问题
If I need to treat R objects in different ways according to their class, I can either use if
and else
within a single function:
foo <- function (x) {
if (inherits(x, 'list')) {
# Foo the list
} else if (inherits(x, 'numeric')) {
# Foo the numeric
} else {
# Throw an error
}
}
Or I can define a method:
foo <- function (x) UseMethod('foo')
foo.list <- function (x) {
# Foo the list
}
foo.numeric <- function (x) {
# Foo the numeric
}
What are the advantages to each approach? Are there performance implications?
回答1:
OK, there is some background to be covered to answer this question (in my view)...
Within R, the class of an object is explicit in situations where you have user-defined object structures or an object such as a factor vector or data frame where other attributes play an important part in the handling of the object itself—for example, level labels of a factor vector, or variable names in a data frame, are modifiable attributes that play a primary role in accessing the observations of each object.
Note, however, that elementary R objects such as vectors, matrices, and arrays, are implicitly classed, which means the class is not identified with the attributes function. Whether implicit or explicit, the class of a given object can always be retrieved using the attribute-specific function class.
When a generic function foo
is applied to an object
with class attribute c("first", "second"), the system searches for a function called foo.first and, if it finds it, applies it to the object. If no such function is found, a function called foo.second
is tried. If no class name produces a suitable function, the function foo.default
is used (if it exists). If there is no class attribute, the implicit class is tried, then the default
method.
The function class prints the vector of names of classes an object inherits from.
class
<- sets the classes an object inherits from.
inherits() indicates whether its first argument inherits from any of the classes specified in the what argument. Method dispatch takes place based on the class of the first argument to the generic function. If which is TRUE then an integer vector of the same length as what is returned.
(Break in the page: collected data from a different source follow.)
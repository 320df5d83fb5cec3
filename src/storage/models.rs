use std::fmt;

use crate::errors::{Result, TrafficError};

/// 表格中的一行（单元格均以字符串表示，写入时由后端按 USER_ENTERED 解析）
pub type Row = Vec<String>;

/// A sheet-qualified A1 range, e.g. `paths!A2:C`
#[derive(Debug, Clone, PartialEq, Eq, Hash)]
pub struct SheetRange {
    sheet: String,
    cells: String,
}

impl SheetRange {
    pub fn new(sheet: impl Into<String>, cells: impl Into<String>) -> Self {
        Self {
            sheet: sheet.into(),
            cells: cells.into(),
        }
    }

    pub fn sheet(&self) -> &str {
        &self.sheet
    }

    pub fn cells(&self) -> &str {
        &self.cells
    }

    /// A1 notation understood by the Sheets API
    ///
    /// Sheet names containing anything beyond ASCII alphanumerics, `-` and
    /// `_` are quoted.
    pub fn a1(&self) -> String {
        let plain = self
            .sheet
            .chars()
            .all(|c| c.is_ascii_alphanumeric() || c == '-' || c == '_');
        if plain {
            format!("{}!{}", self.sheet, self.cells)
        } else {
            format!("'{}'!{}", self.sheet.replace('\'', "''"), self.cells)
        }
    }

    pub fn span(&self) -> Result<CellSpan> {
        CellSpan::parse(&self.cells)
    }
}

impl fmt::Display for SheetRange {
    fn fmt(&self, f: &mut fmt::Formatter<'_>) -> fmt::Result {
        write!(f, "{}", self.a1())
    }
}

/// 解析后的单元格区域（0 起始，结束位置包含在内）
///
/// `A2:C` → start_col 0, start_row 1, end_col Some(2), end_row None
#[derive(Debug, Clone, Copy, PartialEq, Eq)]
pub struct CellSpan {
    pub start_col: usize,
    pub start_row: usize,
    pub end_col: Option<usize>,
    pub end_row: Option<usize>,
}

impl CellSpan {
    pub fn parse(cells: &str) -> Result<Self> {
        let (start, end) = match cells.split_once(':') {
            Some((start, end)) => (start, Some(end)),
            None => (cells, None),
        };

        let (start_col, start_row) = parse_cell(start)
            .ok_or_else(|| TrafficError::invalid_range(format!("Invalid start cell in '{}'", cells)))?;
        let start_col = start_col
            .ok_or_else(|| TrafficError::invalid_range(format!("Missing start column in '{}'", cells)))?;
        let start_row = start_row.unwrap_or(0);

        let (end_col, end_row) = match end {
            Some(end) => parse_cell(end).ok_or_else(|| {
                TrafficError::invalid_range(format!("Invalid end cell in '{}'", cells))
            })?,
            // 单个单元格
            None => (Some(start_col), Some(start_row)),
        };

        if end_col.is_some_and(|c| c < start_col) || end_row.is_some_and(|r| r < start_row) {
            return Err(TrafficError::invalid_range(format!(
                "Range '{}' ends before it starts",
                cells
            )));
        }

        Ok(Self {
            start_col,
            start_row,
            end_col,
            end_row,
        })
    }

    pub fn contains_row(&self, row: usize) -> bool {
        row >= self.start_row && self.end_row.is_none_or(|end| row <= end)
    }

    pub fn contains_col(&self, col: usize) -> bool {
        col >= self.start_col && self.end_col.is_none_or(|end| col <= end)
    }
}

/// Parses `AB12` into (column, row), both 0-based; either part may be absent
fn parse_cell(cell: &str) -> Option<(Option<usize>, Option<usize>)> {
    let cell = cell.trim();
    if cell.is_empty() {
        return None;
    }
    let split = cell
        .find(|c: char| c.is_ascii_digit())
        .unwrap_or(cell.len());
    let (letters, digits) = cell.split_at(split);

    let col = if letters.is_empty() {
        None
    } else {
        let mut acc = 0usize;
        for c in letters.chars() {
            if !c.is_ascii_alphabetic() {
                return None;
            }
            acc = acc * 26 + (c.to_ascii_uppercase() as usize - 'A' as usize + 1);
        }
        Some(acc - 1)
    };

    let row = if digits.is_empty() {
        None
    } else {
        let n: usize = digits.parse().ok()?;
        if n == 0 {
            return None;
        }
        Some(n - 1)
    };

    Some((col, row))
}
Each element indicates the position in the class(x) matched by the element of what; zero indicates no match. If which is FALSE then TRUE is returned by inherits if any of the names in what match with any class.
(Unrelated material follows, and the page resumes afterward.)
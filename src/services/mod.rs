//! Upstream data sources

pub mod traffic;

pub use traffic::{GithubTrafficClient, TrafficSource, fetch_snapshot};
All but inherits() are primitive functions.
Considerations
OK, so let us now consider your examples in reverse order...
foo <- function (x) UseMethod('foo')
foo.list <- function (x) {
# Foo the list
}
foo.numeric <- function (x) {
# Foo the numeric
}
now if we use the function methods()
methods(foo)
[1] foo.list foo.numeric
see '?methods' for accessing help and source code
> getS3method('foo','list')
function (x) {
# Foo the list
}
thus we have a class foo
and two associated methods foo.list
and foo.numeric
. Thus, we now know that class foo
, has methods to support list
and numeric
operations.
OK, now let's consider your first example...
function (x) {
if (inherits(x, 'list')) {
# Foo the list
print(paste0("List: ", x))
} else if (inherits(x, 'numeric')) {
# Foo the numeric
print(paste0("Numeric: ", x))
} else {
# Throw an error
print(paste0("Unhandled - Sorry!"))
}
}
the problem is that this is not an s3 class, it is an R function. If you run methods()
against foo
it returns "no methods found"
> methods(foo)
no methods found
> getS3method('foo','list')
Error in getS3method("foo", "list") : no function 'foo' could be found
so what is happening in the second example? The inherits() operation is matching the class of the parameter. inherits() -> Method dispatch takes place based on the class of the first argument to the generic function.
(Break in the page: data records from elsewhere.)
//! Logging system initialization
//!
//! This module sets up the tracing subscriber from the `[logging]` section
//! of the static configuration.

use crate::config::LoggingConfig;
use crate::errors::{Result, TrafficError};
use tracing_appender::rolling;

/// Initialize logging system based on configuration
///
/// Output goes to stdout unless `logging.file` names a file, in which case
/// it is appended to that file, rotated daily when `enable_rotation` is set.
///
/// **Note**: This should be called only once, after the configuration has
/// been loaded.
///
/// # Returns
/// * `WorkerGuard` - Must be kept alive until the job finishes so the
///   non-blocking writer flushes its buffer
pub fn init_logging(config: &LoggingConfig) -> Result<tracing_appender::non_blocking::WorkerGuard> {
    let log_file = config.file.as_deref().filter(|f| !f.is_empty());

    let writer: Box<dyn std::io::Write + Send + Sync> = match log_file {
        Some(log_file) if config.enable_rotation => {
            let path = std::path::Path::new(log_file);
            let dir = path.parent().unwrap_or(std::path::Path::new("."));
            let filename = path
                .file_name()
                .and_then(|f| f.to_str())
                .unwrap_or("trafficsheet.log");
            let appender = rolling::Builder::new()
                .rotation(rolling::Rotation::DAILY)
                .filename_prefix(filename.trim_end_matches(".log"))
                .filename_suffix("log")
                .max_log_files(config.max_backups.max(1) as usize)
                .build(dir)
                .map_err(|e| {
                    TrafficError::file_operation(format!(
                        "Failed to create rolling log appender: {}",
                        e
                    ))
                })?;
            Box::new(appender)
        }
        Some(log_file) => {
            let file = std::fs::OpenOptions::new()
                .create(true)
                .append(true)
                .open(log_file)?;
            Box::new(file)
        }
        None => Box::new(std::io::stdout()),
    };

    let (non_blocking_writer, guard) = tracing_appender::non_blocking(writer);
    let filter = tracing_subscriber::EnvFilter::try_new(&config.level)
        .unwrap_or_else(|_| tracing_subscriber::EnvFilter::new("info"));

    let subscriber_builder = tracing_subscriber::fmt()
        .with_writer(non_blocking_writer)
        .with_env_filter(filter)
        .with_level(true)
        .with_ansi(log_file.is_none());

    if config.format == "json" {
        subscriber_builder.json().init();
    } else {
        subscriber_builder.init();
    }

    Ok(guard)
}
So your first example is simply looking up the class of the function argument x, no S3 class is created or exists.
What are the advantages to each approach? Are there performance implications?
OK, I am biased here but an object’s class is one of the most useful attributes for describing an entity in R. Every object you create is identified, either implicitly or explicitly, with at least one class. R is an object-oriented programming language, meaning entities are stored as objects and have methods that act upon them.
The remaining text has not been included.